§ Material to process:
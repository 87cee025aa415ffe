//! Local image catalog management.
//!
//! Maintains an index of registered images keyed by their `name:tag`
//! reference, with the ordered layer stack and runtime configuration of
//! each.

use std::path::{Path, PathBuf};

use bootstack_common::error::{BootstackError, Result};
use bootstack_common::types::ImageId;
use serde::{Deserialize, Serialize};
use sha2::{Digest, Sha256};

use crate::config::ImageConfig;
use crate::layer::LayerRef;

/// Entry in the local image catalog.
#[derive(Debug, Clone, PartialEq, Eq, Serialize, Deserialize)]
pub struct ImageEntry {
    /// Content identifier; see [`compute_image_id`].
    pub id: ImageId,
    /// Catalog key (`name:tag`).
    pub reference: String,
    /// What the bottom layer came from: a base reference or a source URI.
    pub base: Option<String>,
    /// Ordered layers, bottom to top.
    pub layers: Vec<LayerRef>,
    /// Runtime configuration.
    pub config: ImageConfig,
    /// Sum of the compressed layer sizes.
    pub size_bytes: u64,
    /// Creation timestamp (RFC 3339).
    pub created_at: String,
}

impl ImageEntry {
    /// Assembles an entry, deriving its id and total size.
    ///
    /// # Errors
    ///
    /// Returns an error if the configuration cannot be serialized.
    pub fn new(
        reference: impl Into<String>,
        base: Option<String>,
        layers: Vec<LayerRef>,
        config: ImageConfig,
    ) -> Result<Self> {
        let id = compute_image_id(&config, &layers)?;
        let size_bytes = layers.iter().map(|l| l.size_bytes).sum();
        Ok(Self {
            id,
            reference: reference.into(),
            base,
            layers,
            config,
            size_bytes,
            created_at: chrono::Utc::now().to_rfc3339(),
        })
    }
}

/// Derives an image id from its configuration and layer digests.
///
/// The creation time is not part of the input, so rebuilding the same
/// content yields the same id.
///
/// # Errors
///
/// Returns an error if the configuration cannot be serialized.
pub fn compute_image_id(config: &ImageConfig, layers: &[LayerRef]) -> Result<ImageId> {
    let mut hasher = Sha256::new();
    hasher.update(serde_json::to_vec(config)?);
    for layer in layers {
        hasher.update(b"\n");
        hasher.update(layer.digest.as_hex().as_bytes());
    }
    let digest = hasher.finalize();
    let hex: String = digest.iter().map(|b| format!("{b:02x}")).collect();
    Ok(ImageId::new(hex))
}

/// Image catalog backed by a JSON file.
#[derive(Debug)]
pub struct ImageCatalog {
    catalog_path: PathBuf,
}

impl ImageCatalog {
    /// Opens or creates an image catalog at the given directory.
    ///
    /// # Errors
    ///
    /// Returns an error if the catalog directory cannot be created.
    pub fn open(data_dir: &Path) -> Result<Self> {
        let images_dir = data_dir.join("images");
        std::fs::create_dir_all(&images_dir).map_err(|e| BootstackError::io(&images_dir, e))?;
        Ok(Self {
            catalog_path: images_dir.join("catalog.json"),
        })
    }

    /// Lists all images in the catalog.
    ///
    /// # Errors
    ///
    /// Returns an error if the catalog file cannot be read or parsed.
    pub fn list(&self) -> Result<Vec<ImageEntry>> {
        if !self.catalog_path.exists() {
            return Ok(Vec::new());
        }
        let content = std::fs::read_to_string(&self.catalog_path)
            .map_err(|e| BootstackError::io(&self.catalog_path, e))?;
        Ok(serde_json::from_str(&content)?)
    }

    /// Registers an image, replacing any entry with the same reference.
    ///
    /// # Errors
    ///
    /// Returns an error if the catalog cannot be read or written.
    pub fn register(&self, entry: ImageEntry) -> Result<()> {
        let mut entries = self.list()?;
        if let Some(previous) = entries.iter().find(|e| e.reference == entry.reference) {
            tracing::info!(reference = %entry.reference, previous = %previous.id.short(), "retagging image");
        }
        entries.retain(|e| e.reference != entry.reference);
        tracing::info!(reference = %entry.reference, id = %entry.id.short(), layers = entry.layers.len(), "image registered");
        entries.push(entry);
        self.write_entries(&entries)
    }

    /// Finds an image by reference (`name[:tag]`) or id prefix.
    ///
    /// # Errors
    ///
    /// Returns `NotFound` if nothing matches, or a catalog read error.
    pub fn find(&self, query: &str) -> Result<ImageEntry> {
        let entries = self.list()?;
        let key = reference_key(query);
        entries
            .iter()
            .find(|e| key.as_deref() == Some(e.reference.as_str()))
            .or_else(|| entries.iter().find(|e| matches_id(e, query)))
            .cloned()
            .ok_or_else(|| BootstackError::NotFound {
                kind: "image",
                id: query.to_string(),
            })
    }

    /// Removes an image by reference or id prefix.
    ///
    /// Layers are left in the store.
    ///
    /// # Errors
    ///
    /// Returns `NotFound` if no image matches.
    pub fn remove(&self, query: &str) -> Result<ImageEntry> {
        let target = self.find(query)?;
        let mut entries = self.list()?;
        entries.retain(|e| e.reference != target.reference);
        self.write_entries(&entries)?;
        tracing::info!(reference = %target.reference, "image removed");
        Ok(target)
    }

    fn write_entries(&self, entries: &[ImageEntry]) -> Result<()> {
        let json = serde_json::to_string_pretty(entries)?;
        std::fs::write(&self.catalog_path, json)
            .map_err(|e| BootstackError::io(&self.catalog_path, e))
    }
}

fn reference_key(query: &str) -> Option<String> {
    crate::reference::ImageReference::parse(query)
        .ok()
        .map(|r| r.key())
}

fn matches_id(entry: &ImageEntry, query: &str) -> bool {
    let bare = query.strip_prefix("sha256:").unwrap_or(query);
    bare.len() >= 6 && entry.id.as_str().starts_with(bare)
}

§ What this task involves:
Print all the material, keeping every line identical to the original.

§ Reply:
repository 87cee025aa415ffe
//! Local image catalog management.
//!
//! Maintains an index of registered images keyed by their `name:tag`
//! reference, with the ordered layer stack and runtime configuration of
//! each.

use std::path::{Path, PathBuf};

use bootstack_common::error::{BootstackError, Result};
use bootstack_common::types::ImageId;
use serde::{Deserialize, Serialize};
use sha2::{Digest, Sha256};

use crate::config::ImageConfig;
use crate::layer::LayerRef;

/// Entry in the local image catalog.
#[derive(Debug, Clone, PartialEq, Eq, Serialize, Deserialize)]
pub struct ImageEntry {
    /// Content identifier; see [`compute_image_id`].
    pub id: ImageId,
    /// Catalog key (`name:tag`).
    pub reference: String,
    /// What the bottom layer came from: a base reference or a source URI.
    pub base: Option<String>,
    /// Ordered layers, bottom to top.
    pub layers: Vec<LayerRef>,
    /// Runtime configuration.
    pub config: ImageConfig,
    /// Sum of the compressed layer sizes.
    pub size_bytes: u64,
    /// Creation timestamp (RFC 3339).
    pub created_at: String,
}

impl ImageEntry {
    /// Assembles an entry, deriving its id and total size.
    ///
    /// # Errors
    ///
    /// Returns an error if the configuration cannot be serialized.
    pub fn new(
        reference: impl Into<String>,
        base: Option<String>,
        layers: Vec<LayerRef>,
        config: ImageConfig,
    ) -> Result<Self> {
        let id = compute_image_id(&config, &layers)?;
        let size_bytes = layers.iter().map(|l| l.size_bytes).sum();
        Ok(Self {
            id,
            reference: reference.into(),
            base,
            layers,
            config,
            size_bytes,
            created_at: chrono::Utc::now().to_rfc3339(),
        })
    }
}

/// Derives an image id from its configuration and layer digests.
///
/// The creation time is not part of the input, so rebuilding the same
/// content yields the same id.
///
/// # Errors
///
/// Returns an error if the configuration cannot be serialized.
pub fn compute_image_id(config: &ImageConfig, layers: &[LayerRef]) -> Result<ImageId> {
    let mut hasher = Sha256::new();
    hasher.update(serde_json::to_vec(config)?);
    for layer in layers {
        hasher.update(b"\n");
        hasher.update(layer.digest.as_hex().as_bytes());
    }
    let digest = hasher.finalize();
    let hex: String = digest.iter().map(|b| format!("{b:02x}")).collect();
    Ok(ImageId::new(hex))
}

/// Image catalog backed by a JSON file.
#[derive(Debug)]
pub struct ImageCatalog {
    catalog_path: PathBuf,
}

impl ImageCatalog {
    /// Opens or creates an image catalog at the given directory.
    ///
    /// # Errors
    ///
    /// Returns an error if the catalog directory cannot be created.
    pub fn open(data_dir: &Path) -> Result<Self> {
        let images_dir = data_dir.join("images");
        std::fs::create_dir_all(&images_dir).map_err(|e| BootstackError::io(&images_dir, e))?;
        Ok(Self {
            catalog_path: images_dir.join("catalog.json"),
        })
    }

    /// Lists all images in the catalog.
    ///
    /// # Errors
    ///
    /// Returns an error if the catalog file cannot be read or parsed.
    pub fn list(&self) -> Result<Vec<ImageEntry>> {
        if !self.catalog_path.exists() {
            return Ok(Vec::new());
        }
        let content = std::fs::read_to_string(&self.catalog_path)
            .map_err(|e| BootstackError::io(&self.catalog_path, e))?;
        Ok(serde_json::from_str(&content)?)
    }

    /// Registers an image, replacing any entry with the same reference.
    ///
    /// # Errors
    ///
    /// Returns an error if the catalog cannot be read or written.
    pub fn register(&self, entry: ImageEntry) -> Result<()> {
        let mut entries = self.list()?;
        if let Some(previous) = entries.iter().find(|e| e.reference == entry.reference) {
            tracing::info!(reference = %entry.reference, previous = %previous.id.short(), "retagging image");
        }
        entries.retain(|e| e.reference != entry.reference);
        tracing::info!(reference = %entry.reference, id = %entry.id.short(), layers = entry.layers.len(), "image registered");
        entries.push(entry);
        self.write_entries(&entries)
    }

    /// Finds an image by reference (`name[:tag]`) or id prefix.
    ///
    /// # Errors
    ///
    /// Returns `NotFound` if nothing matches, or a catalog read error.
    pub fn find(&self, query: &str) -> Result<ImageEntry> {
        let entries = self.list()?;
        let key = reference_key(query);
        entries
            .iter()
            .find(|e| key.as_deref() == Some(e.reference.as_str()))
            .or_else(|| entries.iter().find(|e| matches_id(e, query)))
            .cloned()
            .ok_or_else(|| BootstackError::NotFound {
                kind: "image",
                id: query.to_string(),
            })
    }

    /// Removes an image by reference or id prefix.
    ///
    /// Layers are left in the store.
    ///
    /// # Errors
    ///
    /// Returns `NotFound` if no image matches.
    pub fn remove(&self, query: &str) -> Result<ImageEntry> {
        let target = self.find(query)?;
        let mut entries = self.list()?;
        entries.retain(|e| e.reference != target.reference);
        self.write_entries(&entries)?;
        tracing::info!(reference = %target.reference, "image removed");
        Ok(target)
    }

    fn write_entries(&self, entries: &[ImageEntry]) -> Result<()> {
        let json = serde_json::to_string_pretty(entries)?;
        std::fs::write(&self.catalog_path, json)
            .map_err(|e| BootstackError::io(&self.catalog_path, e))
    }
}

fn reference_key(query: &str) -> Option<String> {
    crate::reference::ImageReference::parse(query)
        .ok()
        .map(|r| r.key())
}

fn matches_id(entry: &ImageEntry, query: &str) -> bool {
    let bare = query.strip_prefix("sha256:").unwrap_or(query);
    bare.len() >= 6 && entry.id.as_str().starts_with(bare)
}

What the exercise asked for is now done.